I flew from KL to Denpasar, Bali, in Indonesia. I arrived late at night, so the bemos weren't running. But a guy said he'd give me a lift into town on his motorcycle for about half what the taxi was charging. So I got on the back of his bike, with my big backpack on my back, my day pack clutched in one hand, while I held on to his jacket with the other. I'm glad we didn't hit any bumps. When we got to the guesthouse, he, of course, didn't have change. My first time being ripped off in Indonesia.

The next morning I caught a bemo out to Ubud, up in the hills. It was nice, but quite touristy. I spent a few days there. Saw a couple of Balinese dances, which were very interesting. They move very robot like, and their music almost sounds synthesized. I also saw a shadow puppet show, which was interesting, but lacked plot.

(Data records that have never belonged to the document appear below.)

//! Instanced mesh shader and its uniform block.

use crate::camera::Camera;
use crate::{Mat4, Vec3};
use bytemuck::{Pod, Zeroable};

/// WGSL for drawing one mesh per [`InstanceTransform`](crate::InstanceTransform).
pub const INSTANCED_SHADER: &str = include_str!("instanced.wgsl");

/// Offset applied to the whole scene so the tree sits in frame.
pub const GROUP_OFFSET: Vec3 = Vec3::new(0.0, -2.0, 0.0);

#[repr(C)]
#[derive(Debug, Copy, Clone, PartialEq, Pod, Zeroable)]
pub struct Uniforms {
    pub view_proj: [[f32; 4]; 4],
    pub offset: [f32; 4],
    pub light_dir: [f32; 4],
    pub ambient: [f32; 4],
    pub camera_pos: [f32; 4],
}

impl Uniforms {
    /// Uniforms for the current camera and viewport.
    pub fn new(camera: &Camera, aspect: f32) -> Self {
        let light = Vec3::new(10.0, 20.0, 10.0).normalize();
        Self {
            view_proj: camera.view_proj(aspect).to_cols_array_2d(),
            offset: GROUP_OFFSET.extend(0.0).to_array(),
            light_dir: light.extend(0.6).to_array(),
            ambient: [0.3, 0.3, 0.3, 0.0],
            camera_pos: camera.position().extend(1.0).to_array(),
        }
    }

    pub fn view_proj(&self) -> Mat4 {
        Mat4::from_cols_array_2d(&self.view_proj)
    }
}

#[cfg(test)]
mod tests {
    use super::*;

    fn validate_wgsl(code: &str) -> Result<(), String> {
        let module = naga::front::wgsl::parse_str(code)
            .map_err(|e| format!("WGSL parse error: {:?}", e))?;

        let mut validator = naga::valid::Validator::new(
            naga::valid::ValidationFlags::all(),
            naga::valid::Capabilities::all(),
        );
        validator
            .validate(&module)
            .map_err(|e| format!("WGSL validation error: {:?}", e))?;

        Ok(())
    }

    #[test]
    fn test_instanced_shader_validates() {
        validate_wgsl(INSTANCED_SHADER).unwrap();
    }

    #[test]
    fn test_entry_points_present() {
        assert!(INSTANCED_SHADER.contains("fn vs_main"));
        assert!(INSTANCED_SHADER.contains("fn fs_main"));
    }

    #[test]
    fn test_uniform_layout() {
        // mat4 plus four vec4s, no implicit padding
        assert_eq!(std::mem::size_of::<Uniforms>(), 128);
    }

    #[test]
    fn test_uniforms_from_camera() {
        let camera = Camera::new();
        let uniforms = Uniforms::new(&camera, 1.5);
        assert_eq!(uniforms.view_proj(), camera.view_proj(1.5));
        assert_eq!(uniforms.offset, [0.0, -2.0, 0.0, 0.0]);
        assert_eq!(uniforms.camera_pos[2], 25.0);
    }
}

Went for a walk in the monkey forest, and rented a bike, and rode around to various temples. I made the mistake of wearing shorts, so I had to rent a sarong at each temple. Everywhere you went, people were trying to sell you stuff. At one temple, there were so many stalls, it took me fifteen minutes to find the temple.

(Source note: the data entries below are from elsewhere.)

//! A batch: one role's particles, its transition and its output buffer.

use crate::compositor::{compose, InstanceBuffer, MotionParams};
use crate::dataset::{LayoutParams, Particle, ParticleSet};
use crate::error::ConfigError;
use crate::palette::Palette;
use crate::role::Role;
use crate::transition::{Transition, TreeState};
use log::info;
use serde::{Deserialize, Serialize};

/// Configuration-level description of a batch.
///
/// Changing any of these means rebuilding the batch.
#[derive(Debug, Clone, PartialEq, Serialize, Deserialize)]
pub struct BatchConfig {
    /// Display name, used in logs and errors.
    pub name: String,
    /// Number of particles. Must be greater than zero.
    pub count: usize,
    /// Visual role.
    pub role: Role,
    /// Hex colors particles are tinted from. Must not be empty.
    pub palette: Vec<String>,
    /// Seed for the particle layout. Random when absent.
    #[serde(default)]
    pub seed: Option<u64>,
}

impl BatchConfig {
    /// Config with the role's default count and palette.
    pub fn for_role(role: Role) -> Self {
        Self {
            name: role.name().to_string(),
            count: role.default_count(),
            role,
            palette: role.default_palette().iter().map(|s| s.to_string()).collect(),
            seed: None,
        }
    }

    /// Set the particle count.
    pub fn with_count(mut self, count: usize) -> Self {
        self.count = count;
        self
    }

    /// Replace the palette.
    pub fn with_palette<S: Into<String>>(mut self, palette: impl IntoIterator<Item = S>) -> Self {
        self.palette = palette.into_iter().map(Into::into).collect();
        self
    }

    /// Fix the layout seed.
    pub fn with_seed(mut self, seed: u64) -> Self {
        self.seed = Some(seed);
        self
    }

    /// Check count and palette without building anything.
    pub fn validate(&self) -> Result<Palette, ConfigError> {
        if self.count == 0 {
            return Err(ConfigError::ZeroCount.in_batch(&self.name));
        }
        Palette::from_hex(&self.palette).map_err(|e| e.in_batch(&self.name))
    }
}

/// Inputs the host supplies once per frame.
#[derive(Debug, Clone, Copy, PartialEq)]
pub struct FrameInput {
    /// Layout to move toward.
    pub target: TreeState,
    /// Seconds since the animation started. Monotonic.
    pub elapsed: f32,
    /// Seconds since the previous frame.
    pub delta: f32,
}

/// A fixed-size group of particles animated and drawn together.
#[derive(Debug, Clone)]
pub struct Batch {
    config: BatchConfig,
    particles: ParticleSet,
    transition: Transition,
    buffer: InstanceBuffer,
    motion: MotionParams,
}

impl Batch {
    /// Build a batch, starting fully scattered.
    pub fn new(
        config: BatchConfig,
        layout: &LayoutParams,
        motion: &MotionParams,
    ) -> Result<Self, ConfigError> {
        let palette = config.validate()?;
        motion.validate().map_err(|e| e.in_batch(&config.name))?;

        let transition = Transition::new(motion.damping_rate, motion.snap_epsilon)
            .map_err(|e| e.in_batch(&config.name))?;

        let seed = config.seed.unwrap_or_else(rand::random);
        let particles = ParticleSet::build(config.count, config.role, &palette, layout, seed)
            .map_err(|e| e.in_batch(&config.name))?;
        let buffer = InstanceBuffer::new(particles.particles());

        Ok(Self {
            particles,
            transition,
            buffer,
            motion: *motion,
            config,
        })
    }

    /// Replace the particle set with one built from `config`.
    ///
    /// Progress carries over so a rebuild never pops the animation. On error
    /// the batch is left untouched.
    pub fn reconfigure(
        &mut self,
        config: BatchConfig,
        layout: &LayoutParams,
    ) -> Result<(), ConfigError> {
        let progress = self.transition.progress();
        let mut rebuilt = Batch::new(config, layout, &self.motion)?;
        rebuilt.transition = rebuilt.transition.with_progress(progress);

        info!(
            "reconfigured batch '{}': {} {} particles",
            rebuilt.config.name,
            rebuilt.len(),
            rebuilt.config.role
        );
        *self = rebuilt;
        Ok(())
    }

    /// Run one frame: update progress, then compose every transform.
    pub fn advance(&mut self, frame: &FrameInput) -> f32 {
        let progress = self.transition.update(frame.target, frame.delta);
        compose(
            self.particles.particles(),
            progress,
            frame.elapsed,
            &self.motion,
            &mut self.buffer,
        );
        progress
    }

    /// Batch name.
    pub fn name(&self) -> &str {
        &self.config.name
    }

    /// Batch role.
    pub fn role(&self) -> Role {
        self.config.role
    }

    /// Configuration this batch was built from.
    pub fn config(&self) -> &BatchConfig {
        &self.config
    }

    /// Current transition progress.
    pub fn progress(&self) -> f32 {
        self.transition.progress()
    }

    /// Static particle data.
    pub fn particles(&self) -> &[Particle] {
        self.particles.particles()
    }

    /// Number of particles.
    pub fn len(&self) -> usize {
        self.particles.len()
    }

    /// Always `false` for a built batch.
    pub fn is_empty(&self) -> bool {
        self.particles.is_empty()
    }

    /// Output buffer for reading.
    pub fn buffer(&self) -> &InstanceBuffer {
        &self.buffer
    }

    /// Output buffer for the renderer to drain.
    pub fn buffer_mut(&mut self) -> &mut InstanceBuffer {
        &mut self.buffer
    }
}

#[cfg(test)]
mod tests {
    use super::*;

    fn frame(target: TreeState, elapsed: f32) -> FrameInput {
        FrameInput {
            target,
            elapsed,
            delta: 1.0 / 60.0,
        }
    }

    #[test]
    fn test_for_role_defaults() {
        let config = BatchConfig::for_role(Role::Ornaments);
        assert_eq!(config.name, "ornaments");
        assert_eq!(config.count, 350);
        assert_eq!(config.palette.len(), 3);
    }

    #[test]
    fn test_zero_count_names_batch() {
        let config = BatchConfig::for_role(Role::Needles).with_count(0);
        let err = Batch::new(config, &LayoutParams::default(), &MotionParams::default())
            .unwrap_err();
        match err {
            ConfigError::Batch { name, source } => {
                assert_eq!(name, "needles");
                assert!(matches!(*source, ConfigError::ZeroCount));
            }
            other => panic!("unexpected error {other:?}"),
        }
    }

    #[test]
    fn test_empty_palette_rejected() {
        let config = BatchConfig::for_role(Role::Needles).with_palette(Vec::<String>::new());
        assert!(Batch::new(config, &LayoutParams::default(), &MotionParams::default()).is_err());
    }

    #[test]
    fn test_advance_fills_buffer() {
        let config = BatchConfig::for_role(Role::Needles).with_count(50).with_seed(1);
        let mut batch = Batch::new(config, &LayoutParams::default(), &MotionParams::default())
            .unwrap();
        assert_eq!(batch.progress(), 0.0);

        let p = batch.advance(&frame(TreeState::Tree, 0.0));
        assert!(p > 0.0);
        assert_eq!(batch.buffer().len(), 50);
        assert_eq!(batch.buffer().generation(), 1);
        assert!(batch.buffer_mut().take_dirty().is_some());
    }

    #[test]
    fn test_reconfigure_keeps_progress() {
        let layout = LayoutParams::default();
        let config = BatchConfig::for_role(Role::Needles).with_count(20).with_seed(2);
        let mut batch = Batch::new(config.clone(), &layout, &MotionParams::default()).unwrap();
        for i in 0..40 {
            batch.advance(&frame(TreeState::Tree, i as f32 / 60.0));
        }
        let before = batch.progress();

        batch.reconfigure(config.with_count(80), &layout).unwrap();
        assert_eq!(batch.len(), 80);
        assert_eq!(batch.buffer().len(), 80);
        assert_eq!(batch.progress(), before);
    }

    #[test]
    fn test_failed_reconfigure_leaves_batch() {
        let layout = LayoutParams::default();
        let config = BatchConfig::for_role(Role::Ornaments).with_count(10).with_seed(3);
        let mut batch = Batch::new(config.clone(), &layout, &MotionParams::default()).unwrap();
        let before = batch.particles().to_vec();

        assert!(batch.reconfigure(config.with_count(0), &layout).is_err());
        assert_eq!(batch.particles(), before.as_slice());
    }
}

I did a van tour around the countryside, to various temples and things one day. There was an Irish woman on the tour, who kept saying that she didn't think the Indonesians were as friendly as the Malaysians. I'd only been there a few days, so I couldn't say, but after a few more days, I'd had to agree with her. The Indonesians were constantly ripping you off, and you could never get a moments peace, because they were trying to sell you something. Except the people in the restaurants, who acted like they would rather you weren't there. In one restaurant I had to wake the waitress up in order to pay the bill.

From Ubud I went down to the coast to Padangbai. On the bus I met a Vancouverite, Peter, so we shared a room. He was really excited, because Messier had signed with the Canucks.

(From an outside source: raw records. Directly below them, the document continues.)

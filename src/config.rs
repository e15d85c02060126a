//! Scene configuration, stored as JSON.

use crate::batch::BatchConfig;
use crate::compositor::MotionParams;
use crate::dataset::LayoutParams;
use crate::error::{ConfigError, SceneError};
use crate::role::Role;
use crate::star::StarConfig;
use crate::transition::TreeState;
use log::warn;
use serde::{Deserialize, Serialize};
use std::fs;
use std::path::Path;

/// Everything needed to build a [`Scene`](crate::Scene).
#[derive(Debug, Clone, PartialEq, Serialize, Deserialize)]
#[serde(default)]
pub struct SceneConfig {
    /// Batches in draw order.
    pub batches: Vec<BatchConfig>,
    /// Scatter sphere and tree cone geometry.
    pub layout: LayoutParams,
    /// Transition and per-frame motion tuning.
    pub motion: MotionParams,
    /// The star on top.
    pub star: StarConfig,
    /// Seed for batches that do not carry their own.
    pub seed: Option<u64>,
    /// State the scene starts heading toward.
    pub initial_state: TreeState,
}

impl Default for SceneConfig {
    fn default() -> Self {
        Self {
            batches: vec![
                BatchConfig::for_role(Role::Needles),
                BatchConfig::for_role(Role::Ornaments),
            ],
            layout: LayoutParams::default(),
            motion: MotionParams::default(),
            star: StarConfig::default(),
            seed: None,
            initial_state: TreeState::Scattered,
        }
    }
}

impl SceneConfig {
    /// Save the configuration to a JSON file.
    pub fn save(&self, path: impl AsRef<Path>) -> Result<(), SceneError> {
        let json = serde_json::to_string_pretty(self)?;
        fs::write(path, json)?;
        Ok(())
    }

    /// Load a configuration from a JSON file.
    ///
    /// Invalid layout or motion blocks are an error. Invalid batches are
    /// only logged, since a scene skips them when it is built.
    pub fn load(path: impl AsRef<Path>) -> Result<Self, SceneError> {
        let json = fs::read_to_string(path)?;
        let config: Self = serde_json::from_str(&json)?;
        config.layout.validate()?;
        config.motion.validate()?;
        for err in config.batch_errors() {
            warn!("{err}");
        }
        Ok(config)
    }

    /// Check every batch and parameter block without building particles.
    pub fn validate(&self) -> Result<(), ConfigError> {
        self.layout.validate()?;
        self.motion.validate()?;
        match self.batch_errors().into_iter().next() {
            Some(err) => Err(err),
            None => Ok(()),
        }
    }

    /// Errors of every batch that would fail to build, in config order.
    pub fn batch_errors(&self) -> Vec<ConfigError> {
        self.batches
            .iter()
            .filter_map(|batch| batch.validate().err())
            .collect()
    }
}

#[cfg(test)]
mod tests {
    use super::*;

    #[test]
    fn test_default_is_valid() {
        let config = SceneConfig::default();
        assert!(config.validate().is_ok());
        assert_eq!(config.batches.len(), 2);
        assert_eq!(config.batches[0].count, 2500);
        assert_eq!(config.batches[1].count, 350);
    }

    #[test]
    fn test_partial_json_uses_defaults() {
        let json = r##"{
            "batches": [
                { "name": "lights", "count": 12, "role": "ornaments", "palette": ["#ff0000"] }
            ],
            "motion": { "damping_rate": 4.0 }
        }"##;
        let config: SceneConfig = serde_json::from_str(json).unwrap();
        assert_eq!(config.batches.len(), 1);
        assert_eq!(config.batches[0].seed, None);
        assert_eq!(config.motion.damping_rate, 4.0);
        assert_eq!(config.motion.spin_rate, MotionParams::default().spin_rate);
        assert_eq!(config.layout, LayoutParams::default());
        assert!(config.validate().is_ok());
    }

    #[test]
    fn test_save_load_roundtrip() {
        let dir = tempfile::tempdir().unwrap();
        let path = dir.path().join("scene.json");
        let mut config = SceneConfig::default();
        config.seed = Some(77);
        config.initial_state = TreeState::Tree;
        config.save(&path).unwrap();
        assert_eq!(SceneConfig::load(&path).unwrap(), config);
    }

    #[test]
    fn test_load_keeps_invalid_batch() {
        let dir = tempfile::tempdir().unwrap();
        let path = dir.path().join("scene.json");
        fs::write(
            &path,
            r##"{ "batches": [
                { "name": "x", "count": 0, "role": "needles", "palette": ["#fff"] },
                { "name": "y", "count": 5, "role": "needles", "palette": ["#fff"] }
            ] }"##,
        )
        .unwrap();
        let config = SceneConfig::load(&path).unwrap();
        assert_eq!(config.batches.len(), 2);
        let errors = config.batch_errors();
        assert_eq!(errors.len(), 1);
        assert!(errors[0].to_string().contains("'x'"));
        assert!(config.validate().is_err());
    }

    #[test]
    fn test_load_rejects_invalid_layout() {
        let dir = tempfile::tempdir().unwrap();
        let path = dir.path().join("scene.json");
        fs::write(&path, r##"{ "layout": { "scatter_radius": -1.0 } }"##).unwrap();
        assert!(matches!(SceneConfig::load(&path), Err(SceneError::Config(_))));
    }

    #[test]
    fn test_load_missing_file() {
        assert!(matches!(
            SceneConfig::load("/definitely/not/here.json"),
            Err(SceneError::Io(_))
        ));
    }
}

Spent a couple of days swimming at the beach, and snorkeling. Saw a jellyfish. The guy who owned the guesthouse was a fisherman, so one morning, before sunrise, Pete and I went fishing with him. It was an outrigger canoe type boat, with a sail, brightly painted to look like a big fish. We were out there with the fleet, as the dawn arrived. First we had to fish for bait. Once we got that, we trolled around for big fish, but never caught anything.

I was in a restaurant, when an obnoxious American started asking these three people about the place where they'd been snorkeling. He asked them where they were from. I thought the guy said Saskatchewan, so I asked him.

He was from Saskatoon. I said I was from Regina. He came over and shook my hand. After seven months, I was someone who could understand Saskatchewan.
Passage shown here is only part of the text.